| Directions for this task |
In the data that follows, every line containing the word "against" should be returned.

| Extracted data |

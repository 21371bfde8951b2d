//! Load-test orchestration pipeline.
//!
//! A run pushes wrk2 settings to a deployed worker function, uploads the
//! request script, fans out asynchronous invocations, waits for every
//! worker to drop a result object and downloads the results.
//!
//! # Architecture
//!
//! - **Config**: validated run configuration and duration parsing
//! - **State**: execution identifier and the per-run state record
//! - **Stages**: one async function per step of a run
//! - **Poll**: bounded "poll until predicate" utility used by the completion wait
//! - **Progress**: stage event observers (log lines or a console spinner)
//! - **Orchestrator**: the [`Pipeline`] driver sequencing the stages
//!
//! # Pipeline Flow
//!
//! 1. **Resolve outputs**: find the bucket and function published by the stack
//! 2. **Configure workers**: overwrite the function environment
//! 3. **Upload script**: store the wrk2 script under `{exec_id}/{name}`
//! 4. **Invoke workers**: N sequential asynchronous invocations
//! 5. **Await completion**: poll `{exec_id}/result` until N objects exist
//! 6. **Collect results**: download each object under the output directory
//!
//! # Example
//!
//! ```rust,ignore
//! use std::sync::Arc;
//! use wrk2_fleet::pipeline::{Pipeline, TracingProgress};
//! use wrk2_fleet::remote::{aws::AwsControlPlane, ControlPlane};
//!
//! let backend = AwsControlPlane::connect(&config.identity, &config.region).await;
//! let pipeline = Pipeline::new(
//!     config,
//!     ControlPlane::from_shared(Arc::new(backend)),
//!     Arc::new(TracingProgress),
//! )?;
//!
//! let outcome = pipeline.run().await?;
//! println!("results in {}", outcome.output_dir.display());
//! ```

pub mod config;
pub mod orchestrator;
pub mod poll;
pub mod progress;
pub mod stages;
pub mod state;

pub use config::{parse_duration_secs, AwsIdentity, ConfigError, RunConfig, WorkerTuning};
pub use orchestrator::{Pipeline, RunOutcome};
pub use poll::{poll_until, PollOutcome, PollSchedule};
pub use progress::{ProgressSink, SpinnerProgress, Stage, TracingProgress};
pub use state::{ExecId, ResolvedOutputs, RunState};
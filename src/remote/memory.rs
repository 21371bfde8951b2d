//! In-memory control plane.
//!
//! Implements every capability trait against process-local state so the
//! pipeline can be exercised end to end without a cloud account. Failures,
//! invocation acknowledgements and listing page sizes are scripted with
//! builder methods, and every call is recorded for later assertions.

use std::collections::{BTreeMap, HashMap, HashSet, VecDeque};

use async_trait::async_trait;
use tokio::sync::Mutex;

use super::{
    Deployment, DeploymentCatalog, FunctionControl, InvokeAck, ListPage, ObjectStore,
};
use crate::error::RemoteError;

const DEFAULT_PAGE_SIZE: usize = 1000;

/// A recorded call against the in-memory control plane.
#[derive(Debug, Clone, PartialEq, Eq)]
pub enum Call {
    DescribeDeployments { name: String },
    ReplaceEnvironment { function: String },
    Invoke { function: String },
    PutObject { bucket: String, key: String },
    ListObjects { bucket: String, prefix: String, token: Option<String> },
    GetObject { bucket: String, key: String },
}

/// Scripted acknowledgement for one invocation.
#[derive(Debug, Clone, PartialEq, Eq)]
pub enum ScriptedAck {
    Status(i32),
    Error(String),
}

#[derive(Default)]
struct Inner {
    deployments: Vec<Deployment>,
    describe_error: Option<String>,
    environments: HashMap<String, BTreeMap<String, String>>,
    acks: VecDeque<ScriptedAck>,
    simulate_workers: bool,
    workers_started: usize,
    objects: BTreeMap<String, BTreeMap<String, Vec<u8>>>,
    page_size: usize,
    hidden_listings: usize,
    environment_error: Option<String>,
    put_error: Option<String>,
    list_error: Option<String>,
    get_errors: HashSet<String>,
    calls: Vec<Call>,
}

/// Process-local implementation of [`DeploymentCatalog`], [`FunctionControl`]
/// and [`ObjectStore`].
pub struct InMemoryControlPlane {
    inner: Mutex<Inner>,
}

impl Default for InMemoryControlPlane {
    fn default() -> Self {
        Self::new()
    }
}

impl InMemoryControlPlane {
    pub fn new() -> Self {
        Self {
            inner: Mutex::new(Inner {
                page_size: DEFAULT_PAGE_SIZE,
                ..Inner::default()
            }),
        }
    }

    /// Adds a stack returned by name lookups.
    pub fn with_deployment(mut self, deployment: Deployment) -> Self {
        self.inner.get_mut().deployments.push(deployment);
        self
    }

    /// Makes every stack lookup fail.
    pub fn with_describe_error(mut self, message: impl Into<String>) -> Self {
        self.inner.get_mut().describe_error = Some(message.into());
        self
    }

    /// Queues acknowledgements for upcoming invocations; afterwards every
    /// invocation is accepted.
    pub fn with_acks(mut self, acks: impl IntoIterator<Item = ScriptedAck>) -> Self {
        self.inner.get_mut().acks.extend(acks);
        self
    }

    /// Each accepted invocation writes one result object, the way a real
    /// worker would once its run finishes.
    pub fn with_simulated_workers(mut self) -> Self {
        self.inner.get_mut().simulate_workers = true;
        self
    }

    /// Maximum keys returned per listing page.
    pub fn with_page_size(mut self, page_size: usize) -> Self {
        self.inner.get_mut().page_size = page_size.max(1);
        self
    }

    /// The first `count` listings report nothing, as if workers were still running.
    pub fn with_hidden_listings(mut self, count: usize) -> Self {
        self.inner.get_mut().hidden_listings = count;
        self
    }

    pub fn with_environment_error(mut self, message: impl Into<String>) -> Self {
        self.inner.get_mut().environment_error = Some(message.into());
        self
    }

    pub fn with_put_error(mut self, message: impl Into<String>) -> Self {
        self.inner.get_mut().put_error = Some(message.into());
        self
    }

    pub fn with_list_error(mut self, message: impl Into<String>) -> Self {
        self.inner.get_mut().list_error = Some(message.into());
        self
    }

    /// Fetching `key` fails.
    pub fn with_get_error(mut self, key: impl Into<String>) -> Self {
        self.inner.get_mut().get_errors.insert(key.into());
        self
    }

    pub async fn insert_object(&self, bucket: &str, key: &str, body: Vec<u8>) {
        self.inner
            .lock()
            .await
            .objects
            .entry(bucket.to_string())
            .or_default()
            .insert(key.to_string(), body);
    }

    pub async fn object(&self, bucket: &str, key: &str) -> Option<Vec<u8>> {
        self.inner
            .lock()
            .await
            .objects
            .get(bucket)
            .and_then(|objects| objects.get(key))
            .cloned()
    }

    pub async fn environment(&self, function: &str) -> Option<BTreeMap<String, String>> {
        self.inner.lock().await.environments.get(function).cloned()
    }

    pub async fn set_environment(&self, function: &str, vars: BTreeMap<String, String>) {
        self.inner
            .lock()
            .await
            .environments
            .insert(function.to_string(), vars);
    }

    pub async fn calls(&self) -> Vec<Call> {
        self.inner.lock().await.calls.clone()
    }

    pub async fn invoke_calls(&self) -> usize {
        self.count_calls(|c| matches!(c, Call::Invoke { .. })).await
    }

    pub async fn list_calls(&self) -> usize {
        self.count_calls(|c| matches!(c, Call::ListObjects { .. })).await
    }

    async fn count_calls(&self, pred: impl Fn(&Call) -> bool) -> usize {
        self.inner.lock().await.calls.iter().filter(|c| pred(c)).count()
    }
}

impl Inner {
    fn start_worker(&mut self, function: &str) {
        let Some(env) = self.environments.get(function) else {
            return;
        };
        let (Some(bucket), Some(prefix)) = (env.get("S3_BUCKET"), env.get("S3_RESULT_BASE_KEY"))
        else {
            return;
        };

        self.workers_started += 1;
        let key = format!("{}/worker-{:03}.txt", prefix, self.workers_started);
        let body = format!(
            "worker={} url={} duration={}\n",
            self.workers_started,
            env.get("WRK_URL").map(String::as_str).unwrap_or_default(),
            env.get("WRK_DURATION").map(String::as_str).unwrap_or_default(),
        );
        let bucket = bucket.clone();
        self.objects
            .entry(bucket)
            .or_default()
            .insert(key, body.into_bytes());
    }
}

#[async_trait]
impl DeploymentCatalog for InMemoryControlPlane {
    async fn describe_deployments(&self, name: &str) -> Result<Vec<Deployment>, RemoteError> {
        let mut inner = self.inner.lock().await;
        inner.calls.push(Call::DescribeDeployments {
            name: name.to_string(),
        });

        if let Some(message) = &inner.describe_error {
            return Err(RemoteError::call("DescribeStacks", message.clone()));
        }

        Ok(inner
            .deployments
            .iter()
            .filter(|d| d.name == name)
            .cloned()
            .collect())
    }
}

#[async_trait]
impl FunctionControl for InMemoryControlPlane {
    async fn replace_environment(
        &self,
        function: &str,
        vars: &BTreeMap<String, String>,
    ) -> Result<(), RemoteError> {
        let mut inner = self.inner.lock().await;
        inner.calls.push(Call::ReplaceEnvironment {
            function: function.to_string(),
        });

        if let Some(message) = &inner.environment_error {
            return Err(RemoteError::call(
                "UpdateFunctionConfiguration",
                message.clone(),
            ));
        }

        inner
            .environments
            .insert(function.to_string(), vars.clone());
        Ok(())
    }

    async fn invoke_async(&self, function: &str) -> Result<InvokeAck, RemoteError> {
        let mut inner = self.inner.lock().await;
        inner.calls.push(Call::Invoke {
            function: function.to_string(),
        });

        let ack = match inner.acks.pop_front() {
            Some(ScriptedAck::Error(message)) => return Err(RemoteError::call("Invoke", message)),
            Some(ScriptedAck::Status(status_code)) => InvokeAck { status_code },
            None => InvokeAck::accepted(),
        };

        if ack.is_accepted() && inner.simulate_workers {
            inner.start_worker(function);
        }
        Ok(ack)
    }
}

#[async_trait]
impl ObjectStore for InMemoryControlPlane {
    async fn put_object(&self, bucket: &str, key: &str, body: Vec<u8>) -> Result<(), RemoteError> {
        let mut inner = self.inner.lock().await;
        inner.calls.push(Call::PutObject {
            bucket: bucket.to_string(),
            key: key.to_string(),
        });

        if let Some(message) = &inner.put_error {
            return Err(RemoteError::call("PutObject", message.clone()));
        }

        inner
            .objects
            .entry(bucket.to_string())
            .or_default()
            .insert(key.to_string(), body);
        Ok(())
    }

    async fn list_objects(
        &self,
        bucket: &str,
        prefix: &str,
        token: Option<String>,
    ) -> Result<ListPage, RemoteError> {
        let mut inner = self.inner.lock().await;
        inner.calls.push(Call::ListObjects {
            bucket: bucket.to_string(),
            prefix: prefix.to_string(),
            token: token.clone(),
        });

        if let Some(message) = &inner.list_error {
            return Err(RemoteError::call("ListObjectsV2", message.clone()));
        }
        if inner.hidden_listings > 0 {
            inner.hidden_listings -= 1;
            return Ok(ListPage::default());
        }

        // The continuation token is the last key of the previous page.
        let page_size = inner.page_size;
        let mut matching = inner
            .objects
            .get(bucket)
            .into_iter()
            .flat_map(|objects| objects.keys())
            .filter(|key| key.starts_with(prefix))
            .filter(|key| token.as_deref().map_or(true, |after| key.as_str() > after));

        let keys: Vec<String> = matching.by_ref().take(page_size).cloned().collect();
        let next_token = match matching.next() {
            Some(_) => keys.last().cloned(),
            None => None,
        };

        Ok(ListPage { keys, next_token })
    }

    async fn get_object(&self, bucket: &str, key: &str) -> Result<Vec<u8>, RemoteError> {
        let mut inner = self.inner.lock().await;
        inner.calls.push(Call::GetObject {
            bucket: bucket.to_string(),
            key: key.to_string(),
        });

        if inner.get_errors.contains(key) {
            return Err(RemoteError::call("GetObject", format!("injected failure for {key}")));
        }

        inner
            .objects
            .get(bucket)
            .and_then(|objects| objects.get(key))
            .cloned()
            .ok_or_else(|| RemoteError::call("GetObject", format!("NoSuchKey: {bucket}/{key}")))
    }
}

#[cfg(test)]
mod tests {
    use super::*;

    #[tokio::test]
    async fn test_scripted_acks_then_default_accept() {
        let plane = InMemoryControlPlane::new().with_acks([
            ScriptedAck::Status(202),
            ScriptedAck::Status(500),
            ScriptedAck::Error("throttled".to_string()),
        ]);

        assert!(plane.invoke_async("fn").await.unwrap().is_accepted());
        assert_eq!(plane.invoke_async("fn").await.unwrap().status_code, 500);
        assert!(plane.invoke_async("fn").await.is_err());
        assert!(plane.invoke_async("fn").await.unwrap().is_accepted());
        assert_eq!(plane.invoke_calls().await, 4);
    }

    #[tokio::test]
    async fn test_simulated_worker_uses_pushed_environment() {
        let plane = InMemoryControlPlane::new().with_simulated_workers();
        let vars: BTreeMap<String, String> = [
            ("S3_BUCKET", "bucket"),
            ("S3_RESULT_BASE_KEY", "20240101000000/result"),
            ("WRK_URL", "https://example.com"),
            ("WRK_DURATION", "10s"),
        ]
        .into_iter()
        .map(|(k, v)| (k.to_string(), v.to_string()))
        .collect();
        plane.replace_environment("fn", &vars).await.unwrap();

        plane.invoke_async("fn").await.unwrap();

        let body = plane
            .object("bucket", "20240101000000/result/worker-001.txt")
            .await
            .expect("worker wrote its result");
        assert_eq!(
            String::from_utf8(body).unwrap(),
            "worker=1 url=https://example.com duration=10s\n"
        );
    }

    #[tokio::test]
    async fn test_replace_environment_overwrites() {
        let plane = InMemoryControlPlane::new();
        let mut old = BTreeMap::new();
        old.insert("STALE".to_string(), "1".to_string());
        plane.set_environment("fn", old).await;

        let mut new = BTreeMap::new();
        new.insert("FRESH".to_string(), "2".to_string());
        plane.replace_environment("fn", &new).await.unwrap();

        let env = plane.environment("fn").await.unwrap();
        assert!(!env.contains_key("STALE"));
        assert_eq!(env.get("FRESH").map(String::as_str), Some("2"));
    }

    #[tokio::test]
    async fn test_hidden_listings() {
        let plane = InMemoryControlPlane::new().with_hidden_listings(1);
        plane.insert_object("b", "p/1", Vec::new()).await;

        assert!(plane.list_objects("b", "p/", None).await.unwrap().keys.is_empty());
        assert_eq!(plane.list_objects("b", "p/", None).await.unwrap().keys.len(), 1);
    }

    #[tokio::test]
    async fn test_get_missing_object_fails() {
        let plane = InMemoryControlPlane::new();
        let err = plane.get_object("b", "missing").await.unwrap_err();
        assert!(err.to_string().contains("NoSuchKey"));
    }
}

| Result for this exercise |
//! Implements every capability trait against process-local state so the
/// A recorded call against the in-memory control plane.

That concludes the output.